Reservoirs by R.S. Thomas

There are places in Wales I don’t go:

Reservoirs that are the subconscious

Of a people, troubled far down

With gravestones, chapels, villages even;

The serenity of their expression

Revolts me, it is a pose

For strangers, a watercolour’s appeal

To the mass, instead of the poem’s

Harsher conditions. There are the hills,

Too; gardens gone under the scum

Of the forests; and the smashed faces

Of the farms with the stone trickle

Of their tears down the hills’ side.

 

Where can I go, then, from the smell

Of decay, from the putrefying of a dead

Nation? I have walked the shore

For an hour and seen the English

Scavenging among the remains

Of our culture, covering the sand

Like the tide and, with the roughness

Of the tide, elbowing our language

Into the grave that we have dug for it.

 

by R. S. Thomas

from Not That He Brought Flowers (1968)


Ronald Stuart Thomas (29 March 1913 – 25 September 2000), published as R. S. Thomas, was a Welsh poet and Anglican priest who was noted for his nationalism, spirituality and deep dislike of the anglicisation of Wales. M. Wynn Thomas said: “He was the Aleksandr Solzhenitsyn of Wales because he was such a troubler of the Welsh conscience.”

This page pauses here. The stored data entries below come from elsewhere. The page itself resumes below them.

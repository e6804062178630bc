//! Pipeline configuration, resolved once at startup.

use crate::ensemble::ENSEMBLE_MODEL;
use crate::error::ConfigError;
use std::env;
use std::str::FromStr;
use std::time::Duration;

pub const DEFAULT_BROKER_URL: &str = "redis://127.0.0.1:6379/0";
pub const DEFAULT_CACHE_URL: &str = "redis://127.0.0.1:6379/1";

#[derive(Debug, Clone)]
pub struct Topics {
    pub input: String,
    pub output: String,
    pub alert: String,
}

impl Default for Topics {
    fn default() -> Self {
        Self {
            input: "events".to_string(),
            output: "anomaly-results".to_string(),
            alert: "anomaly-alerts".to_string(),
        }
    }
}

/// How many replicas must acknowledge each publish.
#[derive(Debug, Clone, Copy, PartialEq, Eq, Default)]
pub enum ReplicaAcks {
    /// Every replica connected to the primary.
    #[default]
    All,
    /// At most this many; 0 for the primary alone.
    Count(usize),
}

impl FromStr for ReplicaAcks {
    type Err = std::num::ParseIntError;

    fn from_str(s: &str) -> Result<Self, Self::Err> {
        if s.eq_ignore_ascii_case("all") {
            Ok(Self::All)
        } else {
            s.parse().map(Self::Count)
        }
    }
}

#[derive(Debug, Clone)]
pub struct PipelineConfig {
    pub broker_url: String,
    pub topics: Topics,
    pub consumer_group: String,
    pub batch_size: usize,
    pub batch_timeout: Duration,
    pub max_retries: u32,
    pub retry_delay: Duration,
    pub queue_capacity: usize,
    /// Worker queue-pop timeout; the granularity of the batch timer check.
    pub poll_interval: Duration,
    /// Longest a single broker pull may block.
    pub ingest_poll_timeout: Duration,
    /// Upper bound on waiting for both loops to exit on stop.
    pub drain_timeout: Duration,
    pub worker_count: usize,
    pub replica_acks: ReplicaAcks,
    pub cache_url: String,
    pub alert_ttl: Duration,
    pub recent_alerts_capacity: usize,
    /// Score with this backend alone instead of the ensemble vote.
    pub model: Option<String>,
}

impl Default for PipelineConfig {
    fn default() -> Self {
        Self {
            broker_url: DEFAULT_BROKER_URL.to_string(),
            topics: Topics::default(),
            consumer_group: "vigil-detector".to_string(),
            batch_size: 100,
            batch_timeout: Duration::from_secs(5),
            max_retries: 3,
            retry_delay: Duration::from_secs(1),
            queue_capacity: 1000,
            poll_interval: Duration::from_millis(100),
            ingest_poll_timeout: Duration::from_millis(500),
            drain_timeout: Duration::from_secs(5),
            worker_count: 1,
            replica_acks: ReplicaAcks::All,
            cache_url: DEFAULT_CACHE_URL.to_string(),
            alert_ttl: Duration::from_secs(3600),
            recent_alerts_capacity: 100,
            model: None,
        }
    }
}

impl PipelineConfig {
    /// Reads `VIGIL_*` variables over the defaults and validates the result.
    pub fn from_env() -> Result<Self, ConfigError> {
        Self::from_lookup(|key| env::var(key).ok())
    }

    /// [`PipelineConfig::from_env`] over an arbitrary variable source.
    pub fn from_lookup<F>(lookup: F) -> Result<Self, ConfigError>
    where
        F: Fn(&str) -> Option<String>,
    {
        let d = Self::default();
        let config = Self {
            broker_url: lookup("VIGIL_BROKER_URL").unwrap_or(d.broker_url),
            topics: Topics {
                input: lookup("VIGIL_INPUT_TOPIC").unwrap_or(d.topics.input),
                output: lookup("VIGIL_OUTPUT_TOPIC").unwrap_or(d.topics.output),
                alert: lookup("VIGIL_ALERT_TOPIC").unwrap_or(d.topics.alert),
            },
            consumer_group: lookup("VIGIL_CONSUMER_GROUP").unwrap_or(d.consumer_group),
            batch_size: parsed(&lookup, "VIGIL_BATCH_SIZE")?.unwrap_or(d.batch_size),
            batch_timeout: secs(&lookup, "VIGIL_BATCH_TIMEOUT_SECS")?.unwrap_or(d.batch_timeout),
            max_retries: parsed(&lookup, "VIGIL_MAX_RETRIES")?.unwrap_or(d.max_retries),
            retry_delay: secs(&lookup, "VIGIL_RETRY_DELAY_SECS")?.unwrap_or(d.retry_delay),
            queue_capacity: parsed(&lookup, "VIGIL_QUEUE_CAPACITY")?.unwrap_or(d.queue_capacity),
            poll_interval: millis(&lookup, "VIGIL_POLL_INTERVAL_MS")?.unwrap_or(d.poll_interval),
            ingest_poll_timeout: millis(&lookup, "VIGIL_INGEST_POLL_TIMEOUT_MS")?
                .unwrap_or(d.ingest_poll_timeout),
            drain_timeout: secs(&lookup, "VIGIL_DRAIN_TIMEOUT_SECS")?.unwrap_or(d.drain_timeout),
            worker_count: parsed(&lookup, "VIGIL_WORKERS")?.unwrap_or(d.worker_count),
            replica_acks: parsed(&lookup, "VIGIL_REPLICA_ACKS")?.unwrap_or(d.replica_acks),
            cache_url: lookup("VIGIL_CACHE_URL").unwrap_or(d.cache_url),
            alert_ttl: secs(&lookup, "VIGIL_ALERT_TTL_SECS")?.unwrap_or(d.alert_ttl),
            recent_alerts_capacity: parsed(&lookup, "VIGIL_RECENT_ALERTS")?
                .unwrap_or(d.recent_alerts_capacity),
            model: lookup("VIGIL_MODEL").filter(|m| !m.is_empty() && m != ENSEMBLE_MODEL),
        };
        config.validate()?;
        Ok(config)
    }

    pub fn validate(&self) -> Result<(), ConfigError> {
        if self.batch_size < 1 {
            return Err(ConfigError::Constraint("batch_size must be at least 1".into()));
        }
        if self.batch_timeout.is_zero() {
            return Err(ConfigError::Constraint("batch_timeout must be positive".into()));
        }
        if self.queue_capacity < self.batch_size {
            return Err(ConfigError::Constraint(format!(
                "queue_capacity ({}) must be at least batch_size ({})",
                self.queue_capacity, self.batch_size
            )));
        }
        if self.worker_count < 1 {
            return Err(ConfigError::Constraint("worker_count must be at least 1".into()));
        }
        if self.poll_interval.is_zero() {
            return Err(ConfigError::Constraint("poll_interval must be positive".into()));
        }
        if self.recent_alerts_capacity < 1 {
            return Err(ConfigError::Constraint(
                "recent_alerts_capacity must be at least 1".into(),
            ));
        }
        Ok(())
    }
}

fn parsed<F, T>(lookup: &F, key: &str) -> Result<Option<T>, ConfigError>
where
    F: Fn(&str) -> Option<String>,
    T: FromStr,
{
    lookup(key)
        .map(|raw| {
            raw.trim().parse().map_err(|_| ConfigError::Invalid {
                key: key.to_string(),
                value: raw.clone(),
            })
        })
        .transpose()
}

/// Fractional seconds, e.g. `0.5`.
fn secs<F>(lookup: &F, key: &str) -> Result<Option<Duration>, ConfigError>
where
    F: Fn(&str) -> Option<String>,
{
    parsed::<F, f64>(lookup, key)?
        .map(|s| {
            Duration::try_from_secs_f64(s).map_err(|_| ConfigError::Invalid {
                key: key.to_string(),
                value: s.to_string(),
            })
        })
        .transpose()
}

fn millis<F>(lookup: &F, key: &str) -> Result<Option<Duration>, ConfigError>
where
    F: Fn(&str) -> Option<String>,
{
    Ok(parsed::<F, u64>(lookup, key)?.map(Duration::from_millis))
}
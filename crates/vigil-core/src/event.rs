//! Inbound events and their wire format.

use crate::error::ParseError;
use chrono::{DateTime, NaiveDateTime, Utc};
use serde::{Deserialize, Serialize};
use std::collections::BTreeMap;

/// Feature name to value, ordered by name.
pub type FeatureVector = BTreeMap<String, f64>;

/// Opaque key/value metadata carried through untouched.
pub type Metadata = serde_json::Map<String, serde_json::Value>;

pub const UNKNOWN_SOURCE: &str = "unknown";

/// One feature vector with identity and timestamp.
#[derive(Debug, Clone, PartialEq, Serialize, Deserialize)]
pub struct Event {
    pub id: String,
    pub timestamp: DateTime<Utc>,
    pub features: FeatureVector,
    pub source: String,
    #[serde(default)]
    pub metadata: Metadata,
}

/// Broker record as published by producers.
///
/// `id` and `timestamp` are optional on the wire; see [`Event::parse`].
#[derive(Debug, Deserialize)]
struct InboundRecord {
    #[serde(default)]
    id: Option<String>,
    #[serde(default)]
    timestamp: Option<String>,
    #[serde(default)]
    data: FeatureVector,
    #[serde(default)]
    source: Option<String>,
    #[serde(default)]
    metadata: Option<Metadata>,
}

impl Event {
    pub fn new(id: impl Into<String>, timestamp: DateTime<Utc>, features: FeatureVector) -> Self {
        Self {
            id: id.into(),
            timestamp,
            features,
            source: UNKNOWN_SOURCE.to_string(),
            metadata: Metadata::new(),
        }
    }

    pub fn with_source(mut self, source: impl Into<String>) -> Self {
        self.source = source.into();
        self
    }

    pub fn with_metadata(mut self, metadata: Metadata) -> Self {
        self.metadata = metadata;
        self
    }

    /// Parse a raw broker payload.
    ///
    /// A missing `id` gets a time-ordered UUIDv7; a missing `timestamp`
    /// becomes the current time. Both are defaulted instead of rejected.
    pub fn parse(payload: &[u8]) -> Result<Self, ParseError> {
        let mut buf = payload.to_vec();
        let record: InboundRecord =
            simd_json::from_slice(&mut buf).map_err(|e| ParseError::Json(e.to_string()))?;

        let timestamp = match record.timestamp {
            Some(raw) => parse_timestamp(&raw)?,
            None => Utc::now(),
        };

        Ok(Self {
            id: record.id.unwrap_or_else(|| uuid::Uuid::now_v7().to_string()),
            timestamp,
            features: record.data,
            source: record.source.unwrap_or_else(|| UNKNOWN_SOURCE.to_string()),
            metadata: record.metadata.unwrap_or_default(),
        })
    }
}

/// Accepts RFC 3339 and offset-less ISO-8601 (read as UTC).
pub fn parse_timestamp(raw: &str) -> Result<DateTime<Utc>, ParseError> {
    if let Ok(ts) = DateTime::parse_from_rfc3339(raw) {
        return Ok(ts.with_timezone(&Utc));
    }
    ["%Y-%m-%dT%H:%M:%S%.f", "%Y-%m-%d %H:%M:%S%.f"]
        .iter()
        .find_map(|fmt| NaiveDateTime::parse_from_str(raw, fmt).ok())
        .map(|naive| naive.and_utc())
        .ok_or_else(|| ParseError::Timestamp(raw.to_string()))
}
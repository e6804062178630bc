//! Redis-list transport.
//!
//! The source follows the reliable-queue pattern: `BLMOVE` from the input
//! list onto a per-group processing list, `LREM` once handled. Anything left
//! on the processing list after a crash is moved back by [`RedisSource::recover`].
//! A list is a single partition, so record keys only travel with the payload.

use super::{EventSink, EventSource, RawRecord};
use crate::config::ReplicaAcks;
use crate::error::BrokerError;
use bytes::Bytes;
use parking_lot::Mutex;
use redis::{Client, Connection};
use std::sync::atomic::{AtomicUsize, Ordering};
use std::time::Duration;
use tracing::{debug, info, warn};

/// `BLMOVE` treats 0 as "block forever".
const MIN_BLOCK: Duration = Duration::from_millis(10);

fn connect(client: &Client) -> Result<Connection, BrokerError> {
    let mut conn = client.get_connection()?;
    redis::cmd("PING").query::<String>(&mut conn)?;
    Ok(conn)
}

pub struct RedisSource {
    client: Client,
    conn: Option<Connection>,
    input: String,
    processing: String,
    delivered: u64,
}

impl RedisSource {
    /// Connects eagerly so an unreachable broker fails startup.
    pub fn connect(url: &str, input: &str, group: &str) -> Result<Self, BrokerError> {
        let client = Client::open(url)?;
        let conn = connect(&client)?;
        info!(input, group, "connected to redis source");
        Ok(Self {
            client,
            conn: Some(conn),
            input: input.to_string(),
            processing: format!("{input}:processing:{group}"),
            delivered: 0,
        })
    }

    pub fn processing_list(&self) -> &str {
        &self.processing
    }

    /// Moves every uncommitted record back to the head of the input list,
    /// oldest first. Returns how many were restored.
    pub fn recover(&mut self) -> Result<usize, BrokerError> {
        let processing = self.processing.clone();
        let input = self.input.clone();
        let mut restored = 0;
        loop {
            let moved: Option<Vec<u8>> = self.with_conn(|conn| {
                redis::cmd("LMOVE")
                    .arg(&processing)
                    .arg(&input)
                    .arg("RIGHT")
                    .arg("LEFT")
                    .query(conn)
            })?;
            if moved.is_none() {
                break;
            }
            restored += 1;
        }
        if restored > 0 {
            info!(restored, input = %self.input, "requeued uncommitted records");
        }
        Ok(restored)
    }

    fn with_conn<T>(
        &mut self,
        op: impl FnOnce(&mut Connection) -> redis::RedisResult<T>,
    ) -> Result<T, BrokerError> {
        if self.conn.is_none() {
            self.conn = Some(connect(&self.client)?);
        }
        let Some(conn) = self.conn.as_mut() else {
            return Err(BrokerError::Unavailable("no connection".into()));
        };
        let result = op(conn);
        result.map_err(|err| {
            let err = BrokerError::from(err);
            if err.is_transient() {
                debug!(error = %err, "dropping redis source connection");
                self.conn = None;
            }
            err
        })
    }
}

impl EventSource for RedisSource {
    fn poll(&mut self, timeout: Duration) -> Result<Option<RawRecord>, BrokerError> {
        let block = timeout.max(MIN_BLOCK).as_secs_f64();
        let input = self.input.clone();
        let processing = self.processing.clone();
        let payload: Option<Vec<u8>> = self.with_conn(|conn| {
            redis::cmd("BLMOVE")
                .arg(&input)
                .arg(&processing)
                .arg("LEFT")
                .arg("RIGHT")
                .arg(block)
                .query(conn)
        })?;

        Ok(payload.map(|bytes| {
            let offset = self.delivered;
            self.delivered += 1;
            RawRecord {
                partition: 0,
                offset,
                key: None,
                payload: Bytes::from(bytes),
            }
        }))
    }

    fn commit(&mut self, record: &RawRecord) -> Result<(), BrokerError> {
        let processing = self.processing.clone();
        let payload = record.payload.clone();
        self.with_conn(|conn| {
            redis::cmd("LREM")
                .arg(&processing)
                .arg(1)
                .arg(payload.as_ref())
                .query::<i64>(conn)
        })?;
        Ok(())
    }

    fn close(&mut self) -> Result<(), BrokerError> {
        self.conn = None;
        info!(input = %self.input, "redis source closed");
        Ok(())
    }
}

/// `connected_slaves` from an `INFO replication` reply.
fn connected_replicas(info: &str) -> Option<usize> {
    info.lines()
        .find_map(|line| line.trim().strip_prefix("connected_slaves:"))
        .and_then(|n| n.parse().ok())
}

/// A publish counts only once `required` replicas hold it.
fn check_acks(acked: usize, required: usize) -> Result<(), BrokerError> {
    if acked < required {
        Err(BrokerError::Timeout)
    } else {
        Ok(())
    }
}

pub struct RedisSink {
    client: Client,
    conn: Mutex<Option<Connection>>,
    acks: ReplicaAcks,
    /// Replicas each `WAIT` asks for, resolved on every (re)connect.
    required: AtomicUsize,
    ack_timeout: Duration,
}

impl RedisSink {
    pub fn connect(url: &str, acks: ReplicaAcks, ack_timeout: Duration) -> Result<Self, BrokerError> {
        let client = Client::open(url)?;
        let mut conn = connect(&client)?;
        let required = resolve_acks(&mut conn, acks)?;
        info!(?acks, required, "connected to redis sink");
        Ok(Self {
            client,
            conn: Mutex::new(Some(conn)),
            acks,
            required: AtomicUsize::new(required),
            ack_timeout,
        })
    }

    pub fn required_acks(&self) -> usize {
        self.required.load(Ordering::Relaxed)
    }
}

fn resolve_acks(conn: &mut Connection, acks: ReplicaAcks) -> Result<usize, BrokerError> {
    match acks {
        ReplicaAcks::Count(n) => Ok(n),
        ReplicaAcks::All => {
            let info: String = redis::cmd("INFO").arg("replication").query(conn)?;
            Ok(connected_replicas(&info).unwrap_or_else(|| {
                warn!("replica count missing from INFO replication, acking on primary only");
                0
            }))
        }
    }
}

impl EventSink for RedisSink {
    fn send(&self, topic: &str, _key: &str, payload: &[u8]) -> Result<(), BrokerError> {
        let mut guard = self.conn.lock();
        if guard.is_none() {
            let mut conn = connect(&self.client)?;
            let required = resolve_acks(&mut conn, self.acks)?;
            let was = self.required.swap(required, Ordering::Relaxed);
            if required != was {
                warn!(was, now = required, "replica count changed since last connect");
            }
            *guard = Some(conn);
        }
        let Some(conn) = guard.as_mut() else {
            return Err(BrokerError::Unavailable("no connection".into()));
        };

        let required = self.required_acks();
        let result = (|| -> Result<(), BrokerError> {
            redis::cmd("RPUSH").arg(topic).arg(payload).query::<i64>(conn)?;
            if required > 0 {
                let acked: usize = redis::cmd("WAIT")
                    .arg(required)
                    .arg(self.ack_timeout.as_millis() as u64)
                    .query(conn)?;
                check_acks(acked, required)?;
            }
            Ok(())
        })();

        if let Err(err) = &result {
            if !matches!(err, BrokerError::Rejected(_)) {
                *guard = None;
            }
        }
        result
    }

    fn close(&self) -> Result<(), BrokerError> {
        *self.conn.lock() = None;
        info!("redis sink closed");
        Ok(())
    }
}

R. S. Thomas believed in what he called “the true Wales of my imagination”, a Welsh-speaking aboriginal community that was in tune with the natural world. He viewed western (specifically English) materialism and greed, represented in the poetry by his mythical “Machine”, as the destroyers of community. He could tolerate neither the English who bought up Wales, and in his view stripped it of its wild and essential nature, nor the Welsh whom he saw as all too eager to kowtow to English money and influence.

As Capel Celyn was flooded in 1965 it’s almost certain one of the resevoirs referred to in this poem is this lost community. Capel Celyn was a rural community to the north west of Bala in Gwynedd, north Wales, in the Afon Tryweryn valley. The village and other parts of the valley were flooded to create a reservoir, Llyn Celyn, in order to supply Liverpool and Wirral with water for industry. The village contained, among other things, a chapel, as the name suggests, capel being Welsh for chapel, while celyn is Welsh for holly.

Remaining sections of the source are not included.